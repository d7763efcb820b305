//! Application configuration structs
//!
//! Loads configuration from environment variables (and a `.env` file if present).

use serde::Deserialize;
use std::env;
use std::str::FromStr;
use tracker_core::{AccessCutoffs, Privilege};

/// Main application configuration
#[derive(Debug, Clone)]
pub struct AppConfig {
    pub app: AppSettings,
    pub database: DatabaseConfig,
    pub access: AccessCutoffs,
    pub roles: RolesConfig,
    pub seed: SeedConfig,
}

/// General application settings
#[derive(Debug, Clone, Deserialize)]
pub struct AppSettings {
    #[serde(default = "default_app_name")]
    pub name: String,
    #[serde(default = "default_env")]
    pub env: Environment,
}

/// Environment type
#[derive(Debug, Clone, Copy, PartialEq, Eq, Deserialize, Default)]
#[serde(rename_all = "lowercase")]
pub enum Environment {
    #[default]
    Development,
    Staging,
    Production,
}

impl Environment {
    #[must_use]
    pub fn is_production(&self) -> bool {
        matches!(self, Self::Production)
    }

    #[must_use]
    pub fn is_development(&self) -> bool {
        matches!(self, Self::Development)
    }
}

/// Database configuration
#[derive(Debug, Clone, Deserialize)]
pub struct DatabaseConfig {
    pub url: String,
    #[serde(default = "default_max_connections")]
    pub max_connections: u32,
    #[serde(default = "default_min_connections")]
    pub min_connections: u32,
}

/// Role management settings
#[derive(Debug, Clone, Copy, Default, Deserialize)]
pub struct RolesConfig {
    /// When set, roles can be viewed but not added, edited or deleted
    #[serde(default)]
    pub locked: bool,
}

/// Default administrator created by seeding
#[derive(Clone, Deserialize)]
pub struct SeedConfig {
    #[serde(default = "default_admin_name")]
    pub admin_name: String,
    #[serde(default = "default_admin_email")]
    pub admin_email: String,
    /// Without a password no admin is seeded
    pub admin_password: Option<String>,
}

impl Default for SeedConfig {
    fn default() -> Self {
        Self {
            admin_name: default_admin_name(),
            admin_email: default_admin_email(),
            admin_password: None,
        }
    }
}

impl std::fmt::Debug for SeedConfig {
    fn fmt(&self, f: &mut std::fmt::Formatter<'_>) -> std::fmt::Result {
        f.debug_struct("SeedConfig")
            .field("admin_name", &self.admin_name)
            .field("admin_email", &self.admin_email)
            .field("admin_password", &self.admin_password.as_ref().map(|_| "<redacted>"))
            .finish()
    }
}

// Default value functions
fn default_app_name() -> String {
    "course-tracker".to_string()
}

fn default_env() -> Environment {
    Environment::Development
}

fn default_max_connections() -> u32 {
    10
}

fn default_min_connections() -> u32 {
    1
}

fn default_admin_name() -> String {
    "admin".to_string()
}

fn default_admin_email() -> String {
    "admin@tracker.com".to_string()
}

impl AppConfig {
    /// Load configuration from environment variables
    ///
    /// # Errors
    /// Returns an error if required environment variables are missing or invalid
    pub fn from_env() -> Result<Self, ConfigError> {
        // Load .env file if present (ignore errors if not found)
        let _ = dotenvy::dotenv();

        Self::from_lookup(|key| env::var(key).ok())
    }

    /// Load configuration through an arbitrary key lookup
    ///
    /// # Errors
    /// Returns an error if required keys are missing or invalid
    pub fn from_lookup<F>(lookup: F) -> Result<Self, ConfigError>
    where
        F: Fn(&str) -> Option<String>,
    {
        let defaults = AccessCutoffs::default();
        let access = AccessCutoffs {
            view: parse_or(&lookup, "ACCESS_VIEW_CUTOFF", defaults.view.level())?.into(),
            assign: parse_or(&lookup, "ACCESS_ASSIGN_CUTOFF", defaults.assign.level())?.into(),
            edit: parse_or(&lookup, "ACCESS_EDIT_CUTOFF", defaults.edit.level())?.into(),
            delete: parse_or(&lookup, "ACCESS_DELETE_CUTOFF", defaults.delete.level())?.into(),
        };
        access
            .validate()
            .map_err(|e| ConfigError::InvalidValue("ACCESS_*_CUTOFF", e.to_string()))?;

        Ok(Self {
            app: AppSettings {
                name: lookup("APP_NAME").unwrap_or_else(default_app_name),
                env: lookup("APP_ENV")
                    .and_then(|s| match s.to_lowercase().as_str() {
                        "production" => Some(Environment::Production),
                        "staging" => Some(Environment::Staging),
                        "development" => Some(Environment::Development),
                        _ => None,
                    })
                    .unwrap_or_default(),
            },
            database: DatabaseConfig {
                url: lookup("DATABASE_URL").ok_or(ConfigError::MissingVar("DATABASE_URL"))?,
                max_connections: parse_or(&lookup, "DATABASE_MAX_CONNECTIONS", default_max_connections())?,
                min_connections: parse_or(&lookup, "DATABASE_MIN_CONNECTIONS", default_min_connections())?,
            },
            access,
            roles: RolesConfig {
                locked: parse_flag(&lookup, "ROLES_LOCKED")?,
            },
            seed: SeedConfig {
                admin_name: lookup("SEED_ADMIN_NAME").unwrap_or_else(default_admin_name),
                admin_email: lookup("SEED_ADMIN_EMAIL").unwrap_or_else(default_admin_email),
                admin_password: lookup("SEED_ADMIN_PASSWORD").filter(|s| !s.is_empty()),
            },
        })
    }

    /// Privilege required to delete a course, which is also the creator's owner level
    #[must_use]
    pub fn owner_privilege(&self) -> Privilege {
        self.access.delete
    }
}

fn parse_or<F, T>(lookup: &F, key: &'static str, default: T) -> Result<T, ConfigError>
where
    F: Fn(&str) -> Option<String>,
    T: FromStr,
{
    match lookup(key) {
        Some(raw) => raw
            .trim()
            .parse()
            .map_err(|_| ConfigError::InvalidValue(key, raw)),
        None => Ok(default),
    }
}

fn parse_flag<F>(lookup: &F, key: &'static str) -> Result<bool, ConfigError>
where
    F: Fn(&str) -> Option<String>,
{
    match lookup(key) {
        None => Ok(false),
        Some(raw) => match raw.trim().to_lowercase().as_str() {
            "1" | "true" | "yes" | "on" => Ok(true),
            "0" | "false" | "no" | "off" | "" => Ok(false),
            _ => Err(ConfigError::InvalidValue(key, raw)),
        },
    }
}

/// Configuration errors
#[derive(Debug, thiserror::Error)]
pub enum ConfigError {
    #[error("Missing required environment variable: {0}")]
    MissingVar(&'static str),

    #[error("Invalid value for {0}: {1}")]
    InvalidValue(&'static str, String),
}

******************************

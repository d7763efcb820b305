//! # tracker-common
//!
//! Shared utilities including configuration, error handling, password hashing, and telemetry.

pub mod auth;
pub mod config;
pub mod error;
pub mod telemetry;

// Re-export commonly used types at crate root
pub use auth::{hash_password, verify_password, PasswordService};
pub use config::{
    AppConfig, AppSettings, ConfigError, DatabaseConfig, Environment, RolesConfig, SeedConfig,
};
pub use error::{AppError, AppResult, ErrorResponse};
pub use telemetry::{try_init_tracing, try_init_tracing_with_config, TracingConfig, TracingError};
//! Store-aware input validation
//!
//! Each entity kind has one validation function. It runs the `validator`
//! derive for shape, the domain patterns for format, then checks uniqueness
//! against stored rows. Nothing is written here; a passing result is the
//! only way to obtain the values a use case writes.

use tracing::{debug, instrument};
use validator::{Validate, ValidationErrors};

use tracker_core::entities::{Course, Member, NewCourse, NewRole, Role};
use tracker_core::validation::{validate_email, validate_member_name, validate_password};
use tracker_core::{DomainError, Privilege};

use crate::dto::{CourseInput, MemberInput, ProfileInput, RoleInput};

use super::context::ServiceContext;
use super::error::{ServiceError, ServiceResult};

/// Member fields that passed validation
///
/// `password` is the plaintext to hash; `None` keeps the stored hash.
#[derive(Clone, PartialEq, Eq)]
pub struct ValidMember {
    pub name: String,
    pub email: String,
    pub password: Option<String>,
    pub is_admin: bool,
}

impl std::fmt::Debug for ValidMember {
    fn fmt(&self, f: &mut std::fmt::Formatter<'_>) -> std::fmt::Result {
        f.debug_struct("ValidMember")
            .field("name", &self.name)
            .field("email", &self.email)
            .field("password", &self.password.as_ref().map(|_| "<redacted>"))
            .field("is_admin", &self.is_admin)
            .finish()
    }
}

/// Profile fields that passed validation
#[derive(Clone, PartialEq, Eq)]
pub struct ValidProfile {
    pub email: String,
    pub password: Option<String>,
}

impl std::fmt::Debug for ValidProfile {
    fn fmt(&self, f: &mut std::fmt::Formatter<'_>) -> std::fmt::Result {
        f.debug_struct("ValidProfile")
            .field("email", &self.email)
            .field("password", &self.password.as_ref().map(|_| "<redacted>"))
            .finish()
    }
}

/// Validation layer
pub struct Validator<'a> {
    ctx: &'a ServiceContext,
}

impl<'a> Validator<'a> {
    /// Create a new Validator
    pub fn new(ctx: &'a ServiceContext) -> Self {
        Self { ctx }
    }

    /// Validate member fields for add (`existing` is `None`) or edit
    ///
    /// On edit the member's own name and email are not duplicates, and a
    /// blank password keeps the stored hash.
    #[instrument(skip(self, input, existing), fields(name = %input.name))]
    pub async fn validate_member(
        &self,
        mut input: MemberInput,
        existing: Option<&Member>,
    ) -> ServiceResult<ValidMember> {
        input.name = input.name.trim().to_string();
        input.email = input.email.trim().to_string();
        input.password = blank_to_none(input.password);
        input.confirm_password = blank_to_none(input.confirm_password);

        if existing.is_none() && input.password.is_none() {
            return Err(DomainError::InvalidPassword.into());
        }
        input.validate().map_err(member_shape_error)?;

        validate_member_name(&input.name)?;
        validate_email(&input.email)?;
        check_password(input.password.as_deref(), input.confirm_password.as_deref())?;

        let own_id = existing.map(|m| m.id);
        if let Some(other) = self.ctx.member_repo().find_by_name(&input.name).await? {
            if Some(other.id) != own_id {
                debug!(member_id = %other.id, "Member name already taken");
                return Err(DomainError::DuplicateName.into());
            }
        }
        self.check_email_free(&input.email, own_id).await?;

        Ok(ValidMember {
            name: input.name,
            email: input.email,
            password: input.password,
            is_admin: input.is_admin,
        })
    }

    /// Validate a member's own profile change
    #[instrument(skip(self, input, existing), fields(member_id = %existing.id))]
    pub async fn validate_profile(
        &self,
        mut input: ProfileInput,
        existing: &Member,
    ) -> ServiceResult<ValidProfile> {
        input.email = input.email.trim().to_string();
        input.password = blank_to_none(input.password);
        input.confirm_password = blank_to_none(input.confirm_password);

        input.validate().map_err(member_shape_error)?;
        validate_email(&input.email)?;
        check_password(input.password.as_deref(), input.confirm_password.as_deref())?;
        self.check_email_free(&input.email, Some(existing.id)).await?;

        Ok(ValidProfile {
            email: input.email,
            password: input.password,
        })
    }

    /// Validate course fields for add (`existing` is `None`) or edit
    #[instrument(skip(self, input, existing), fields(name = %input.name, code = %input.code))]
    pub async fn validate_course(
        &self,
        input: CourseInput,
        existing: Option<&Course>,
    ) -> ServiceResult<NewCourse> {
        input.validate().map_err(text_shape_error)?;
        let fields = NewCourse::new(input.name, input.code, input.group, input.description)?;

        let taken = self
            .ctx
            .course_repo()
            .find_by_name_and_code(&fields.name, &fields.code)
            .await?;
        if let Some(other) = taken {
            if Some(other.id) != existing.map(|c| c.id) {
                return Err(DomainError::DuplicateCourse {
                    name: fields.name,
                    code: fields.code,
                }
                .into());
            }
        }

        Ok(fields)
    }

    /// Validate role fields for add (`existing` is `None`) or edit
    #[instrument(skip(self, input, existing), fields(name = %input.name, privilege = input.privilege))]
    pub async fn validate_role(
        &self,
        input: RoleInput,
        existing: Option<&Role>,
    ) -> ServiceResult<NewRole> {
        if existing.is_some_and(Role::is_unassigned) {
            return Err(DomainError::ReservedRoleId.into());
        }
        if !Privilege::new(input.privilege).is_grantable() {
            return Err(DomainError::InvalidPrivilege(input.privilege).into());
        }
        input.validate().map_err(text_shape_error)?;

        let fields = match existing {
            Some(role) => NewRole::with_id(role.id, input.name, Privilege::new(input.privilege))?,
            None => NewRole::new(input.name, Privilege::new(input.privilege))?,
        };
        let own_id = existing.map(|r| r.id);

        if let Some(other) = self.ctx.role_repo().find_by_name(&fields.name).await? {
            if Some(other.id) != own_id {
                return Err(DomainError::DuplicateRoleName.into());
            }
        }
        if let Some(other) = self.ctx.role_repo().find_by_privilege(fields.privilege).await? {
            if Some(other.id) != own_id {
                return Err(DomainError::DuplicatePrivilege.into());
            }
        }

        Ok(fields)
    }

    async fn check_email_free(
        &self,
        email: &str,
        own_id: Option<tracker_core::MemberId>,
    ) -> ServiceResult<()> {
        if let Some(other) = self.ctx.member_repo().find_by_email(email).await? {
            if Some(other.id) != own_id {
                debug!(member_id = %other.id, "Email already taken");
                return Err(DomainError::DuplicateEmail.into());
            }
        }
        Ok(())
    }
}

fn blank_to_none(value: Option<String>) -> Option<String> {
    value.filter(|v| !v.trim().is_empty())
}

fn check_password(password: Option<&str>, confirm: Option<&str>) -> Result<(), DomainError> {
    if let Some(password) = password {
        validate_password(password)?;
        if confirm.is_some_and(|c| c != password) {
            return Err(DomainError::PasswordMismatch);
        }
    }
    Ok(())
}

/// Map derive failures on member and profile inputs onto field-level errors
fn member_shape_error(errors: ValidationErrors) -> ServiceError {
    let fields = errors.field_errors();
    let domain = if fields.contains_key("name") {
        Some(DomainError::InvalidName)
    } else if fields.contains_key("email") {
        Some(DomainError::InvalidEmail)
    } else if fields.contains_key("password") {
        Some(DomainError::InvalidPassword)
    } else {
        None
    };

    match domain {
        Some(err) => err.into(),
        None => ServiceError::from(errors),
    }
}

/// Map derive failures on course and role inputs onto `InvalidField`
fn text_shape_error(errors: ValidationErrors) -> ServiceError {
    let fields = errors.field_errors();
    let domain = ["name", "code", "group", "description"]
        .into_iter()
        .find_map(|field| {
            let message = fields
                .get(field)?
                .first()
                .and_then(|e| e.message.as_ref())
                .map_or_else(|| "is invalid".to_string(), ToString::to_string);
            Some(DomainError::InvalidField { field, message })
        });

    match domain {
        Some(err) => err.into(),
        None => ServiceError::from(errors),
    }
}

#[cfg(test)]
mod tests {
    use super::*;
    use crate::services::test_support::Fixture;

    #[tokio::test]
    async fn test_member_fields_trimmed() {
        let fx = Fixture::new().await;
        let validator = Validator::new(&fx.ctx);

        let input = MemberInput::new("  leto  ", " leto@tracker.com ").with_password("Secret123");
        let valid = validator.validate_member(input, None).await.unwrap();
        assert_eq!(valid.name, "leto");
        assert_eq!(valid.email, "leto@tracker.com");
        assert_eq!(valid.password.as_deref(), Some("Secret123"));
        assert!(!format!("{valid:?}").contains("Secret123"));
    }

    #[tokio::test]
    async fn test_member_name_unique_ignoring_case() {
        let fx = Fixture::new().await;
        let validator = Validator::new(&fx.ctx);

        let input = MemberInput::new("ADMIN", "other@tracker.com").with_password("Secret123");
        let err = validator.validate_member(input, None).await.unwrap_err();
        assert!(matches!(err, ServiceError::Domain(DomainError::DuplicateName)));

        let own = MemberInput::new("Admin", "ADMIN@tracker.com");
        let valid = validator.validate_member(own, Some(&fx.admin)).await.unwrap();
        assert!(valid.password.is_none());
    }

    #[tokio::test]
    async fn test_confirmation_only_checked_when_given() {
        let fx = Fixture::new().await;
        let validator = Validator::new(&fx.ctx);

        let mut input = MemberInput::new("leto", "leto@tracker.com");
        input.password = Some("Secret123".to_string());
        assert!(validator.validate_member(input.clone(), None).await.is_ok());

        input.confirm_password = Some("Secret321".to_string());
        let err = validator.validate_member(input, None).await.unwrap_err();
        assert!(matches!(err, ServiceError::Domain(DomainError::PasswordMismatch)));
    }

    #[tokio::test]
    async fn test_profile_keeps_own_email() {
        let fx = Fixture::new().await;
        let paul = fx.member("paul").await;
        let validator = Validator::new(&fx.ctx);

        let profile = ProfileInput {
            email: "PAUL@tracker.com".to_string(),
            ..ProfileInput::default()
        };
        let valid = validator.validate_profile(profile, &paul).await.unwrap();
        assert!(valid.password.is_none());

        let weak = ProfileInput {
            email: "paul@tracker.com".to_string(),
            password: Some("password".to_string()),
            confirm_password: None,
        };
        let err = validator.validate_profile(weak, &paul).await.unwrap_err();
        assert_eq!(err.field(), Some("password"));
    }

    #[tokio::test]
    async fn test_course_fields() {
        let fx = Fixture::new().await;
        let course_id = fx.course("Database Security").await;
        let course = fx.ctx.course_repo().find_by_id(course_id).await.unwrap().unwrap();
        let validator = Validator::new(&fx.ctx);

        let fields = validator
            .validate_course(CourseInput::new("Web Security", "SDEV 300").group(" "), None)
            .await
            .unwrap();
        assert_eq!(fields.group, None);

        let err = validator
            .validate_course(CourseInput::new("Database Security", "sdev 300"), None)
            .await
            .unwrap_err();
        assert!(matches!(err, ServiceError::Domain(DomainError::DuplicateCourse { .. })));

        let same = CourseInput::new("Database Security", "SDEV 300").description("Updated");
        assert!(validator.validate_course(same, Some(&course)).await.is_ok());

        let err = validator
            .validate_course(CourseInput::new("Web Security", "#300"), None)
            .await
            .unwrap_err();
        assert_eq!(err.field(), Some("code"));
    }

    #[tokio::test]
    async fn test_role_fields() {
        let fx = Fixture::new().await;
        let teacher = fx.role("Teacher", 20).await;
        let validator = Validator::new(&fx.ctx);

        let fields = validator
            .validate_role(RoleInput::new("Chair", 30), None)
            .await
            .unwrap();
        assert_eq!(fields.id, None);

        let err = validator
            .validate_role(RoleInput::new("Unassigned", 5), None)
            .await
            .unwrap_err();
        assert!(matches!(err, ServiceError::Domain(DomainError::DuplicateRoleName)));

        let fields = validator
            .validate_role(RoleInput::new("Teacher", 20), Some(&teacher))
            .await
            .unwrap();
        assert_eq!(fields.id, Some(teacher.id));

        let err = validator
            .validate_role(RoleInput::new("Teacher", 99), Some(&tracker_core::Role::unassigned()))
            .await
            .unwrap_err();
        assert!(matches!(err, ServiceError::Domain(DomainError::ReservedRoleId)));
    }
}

******************************

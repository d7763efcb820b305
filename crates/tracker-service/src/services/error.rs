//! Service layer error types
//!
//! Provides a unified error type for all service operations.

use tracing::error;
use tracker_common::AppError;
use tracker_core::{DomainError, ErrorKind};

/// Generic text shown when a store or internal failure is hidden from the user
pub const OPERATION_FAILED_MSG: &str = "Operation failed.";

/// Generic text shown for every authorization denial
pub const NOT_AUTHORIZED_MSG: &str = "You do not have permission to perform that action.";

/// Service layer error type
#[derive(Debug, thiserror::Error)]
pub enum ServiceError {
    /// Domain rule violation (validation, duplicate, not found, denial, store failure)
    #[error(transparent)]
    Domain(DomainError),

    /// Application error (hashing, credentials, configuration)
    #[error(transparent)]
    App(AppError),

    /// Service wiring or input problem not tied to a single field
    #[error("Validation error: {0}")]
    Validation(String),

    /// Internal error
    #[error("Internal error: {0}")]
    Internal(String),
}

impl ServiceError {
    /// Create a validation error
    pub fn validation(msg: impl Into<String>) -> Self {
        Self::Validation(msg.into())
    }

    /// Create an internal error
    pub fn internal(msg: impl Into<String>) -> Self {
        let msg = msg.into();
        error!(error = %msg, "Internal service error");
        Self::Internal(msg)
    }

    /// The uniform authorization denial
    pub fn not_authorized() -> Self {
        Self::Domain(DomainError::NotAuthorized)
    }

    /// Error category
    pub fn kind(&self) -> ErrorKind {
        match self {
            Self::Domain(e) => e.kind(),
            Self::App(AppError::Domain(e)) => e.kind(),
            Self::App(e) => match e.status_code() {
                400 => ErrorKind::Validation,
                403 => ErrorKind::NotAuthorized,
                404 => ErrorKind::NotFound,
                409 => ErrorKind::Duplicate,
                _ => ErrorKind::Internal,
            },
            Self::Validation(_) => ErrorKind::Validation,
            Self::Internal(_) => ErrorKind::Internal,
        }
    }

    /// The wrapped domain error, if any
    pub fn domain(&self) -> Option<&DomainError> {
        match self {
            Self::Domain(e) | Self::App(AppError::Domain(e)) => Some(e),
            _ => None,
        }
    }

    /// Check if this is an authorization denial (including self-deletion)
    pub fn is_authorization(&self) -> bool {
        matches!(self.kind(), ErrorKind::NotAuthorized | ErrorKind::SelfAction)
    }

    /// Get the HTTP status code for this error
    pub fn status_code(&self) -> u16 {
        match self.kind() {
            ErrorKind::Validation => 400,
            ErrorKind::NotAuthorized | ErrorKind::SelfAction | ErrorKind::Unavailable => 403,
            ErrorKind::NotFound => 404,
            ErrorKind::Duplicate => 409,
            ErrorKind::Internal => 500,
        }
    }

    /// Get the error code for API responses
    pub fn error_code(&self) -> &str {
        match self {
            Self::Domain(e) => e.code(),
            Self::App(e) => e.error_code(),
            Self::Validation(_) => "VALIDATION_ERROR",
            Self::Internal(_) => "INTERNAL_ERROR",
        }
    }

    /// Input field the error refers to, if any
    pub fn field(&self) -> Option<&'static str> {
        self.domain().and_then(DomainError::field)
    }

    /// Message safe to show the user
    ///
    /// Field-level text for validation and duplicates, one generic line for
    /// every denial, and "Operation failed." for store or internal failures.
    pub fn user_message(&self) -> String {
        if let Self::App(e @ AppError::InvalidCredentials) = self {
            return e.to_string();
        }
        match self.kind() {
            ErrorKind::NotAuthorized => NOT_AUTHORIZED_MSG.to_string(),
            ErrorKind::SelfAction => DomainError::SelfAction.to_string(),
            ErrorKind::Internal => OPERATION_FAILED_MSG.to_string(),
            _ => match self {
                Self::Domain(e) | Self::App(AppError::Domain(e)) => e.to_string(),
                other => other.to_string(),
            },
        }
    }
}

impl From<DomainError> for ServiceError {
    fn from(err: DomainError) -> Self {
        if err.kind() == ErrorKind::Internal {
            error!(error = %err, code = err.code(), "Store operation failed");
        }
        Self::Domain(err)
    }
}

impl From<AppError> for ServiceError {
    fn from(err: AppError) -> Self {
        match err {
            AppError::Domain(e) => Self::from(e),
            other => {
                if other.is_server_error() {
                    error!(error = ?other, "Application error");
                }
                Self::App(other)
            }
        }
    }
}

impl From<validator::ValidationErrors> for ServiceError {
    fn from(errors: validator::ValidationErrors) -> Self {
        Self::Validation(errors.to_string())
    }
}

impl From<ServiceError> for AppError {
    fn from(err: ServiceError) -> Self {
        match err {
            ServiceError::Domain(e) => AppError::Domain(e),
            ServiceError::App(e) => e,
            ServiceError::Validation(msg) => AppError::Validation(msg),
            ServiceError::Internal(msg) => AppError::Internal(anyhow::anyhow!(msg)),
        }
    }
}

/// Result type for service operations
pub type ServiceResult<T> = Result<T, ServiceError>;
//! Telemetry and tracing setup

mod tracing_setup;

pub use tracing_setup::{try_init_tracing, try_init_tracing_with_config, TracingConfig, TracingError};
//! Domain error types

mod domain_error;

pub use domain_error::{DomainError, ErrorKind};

******************************

▶ [WHAT IS REQUIRED]: Only the lines that contain the string "description" are to be copied from the records.

▶ [EXERCISE RESPONSE]:
        let fields = NewCourse::new(input.name, input.code, input.group, input.description)?;
    let domain = ["name", "code", "group", "description"]
        let same = CourseInput::new("Database Security", "SDEV 300").description("Updated");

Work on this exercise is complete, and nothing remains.